**AVAILABLE RECORDS**
----------
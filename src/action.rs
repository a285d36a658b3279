#[derive(Debug, Clone, PartialEq, Eq, Hash)]
pub enum Action {
  Quit,
  MoveUp,
  MoveDown,
  GoToTop,
  GoToBottom,
  Open,
  GoUp,
  HistoryBack,
  HistoryForward,
  GoHome,
  Refresh,
  PathEditStart,
  CopyFile,
  CutFile,
  Paste,
  DeleteFile,
  RenameStart,
  ContextMenuOpen,
  ToggleHelp,
  PromptInput(char),
  PromptBackspace,
  PromptDelete,
  PromptLeft,
  PromptRight,
  PromptHome,
  PromptEnd,
  PromptConfirm,
  PromptCancel,
  MenuUp,
  MenuDown,
  MenuSelect,
  MenuClose,
  ErrorClose,
  SelectRow(usize),
  OpenRow(usize),
  ContextMenuAt { row: usize, x: u16, y: u16 },
  Resize(u16, u16),
  Tick,
  None,
}

impl Action {
  /// Resolves a bindable action from its config-file name.
  pub fn from_name(name: &str) -> Option<Action> {
    match name {
      "quit" => Some(Action::Quit),
      "move_up" => Some(Action::MoveUp),
      "move_down" => Some(Action::MoveDown),
      "go_to_top" => Some(Action::GoToTop),
      "go_to_bottom" => Some(Action::GoToBottom),
      "open" => Some(Action::Open),
      "go_up" => Some(Action::GoUp),
      "history_back" => Some(Action::HistoryBack),
      "history_forward" => Some(Action::HistoryForward),
      "go_home" => Some(Action::GoHome),
      "refresh" => Some(Action::Refresh),
      "path_edit" => Some(Action::PathEditStart),
      "copy_file" => Some(Action::CopyFile),
      "cut_file" => Some(Action::CutFile),
      "paste" => Some(Action::Paste),
      "delete_file" => Some(Action::DeleteFile),
      "rename_start" => Some(Action::RenameStart),
      "context_menu" => Some(Action::ContextMenuOpen),
      "toggle_help" => Some(Action::ToggleHelp),
      "none" => Some(Action::None),
      _ => None,
    }
  }
}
----------
**WHAT YOU WILL DO**
When a line in the records above contains the word "GoToBottom", copy it.

**PROBLEM SOLUTION**
  GoToBottom,
      "go_to_bottom" => Some(Action::GoToBottom),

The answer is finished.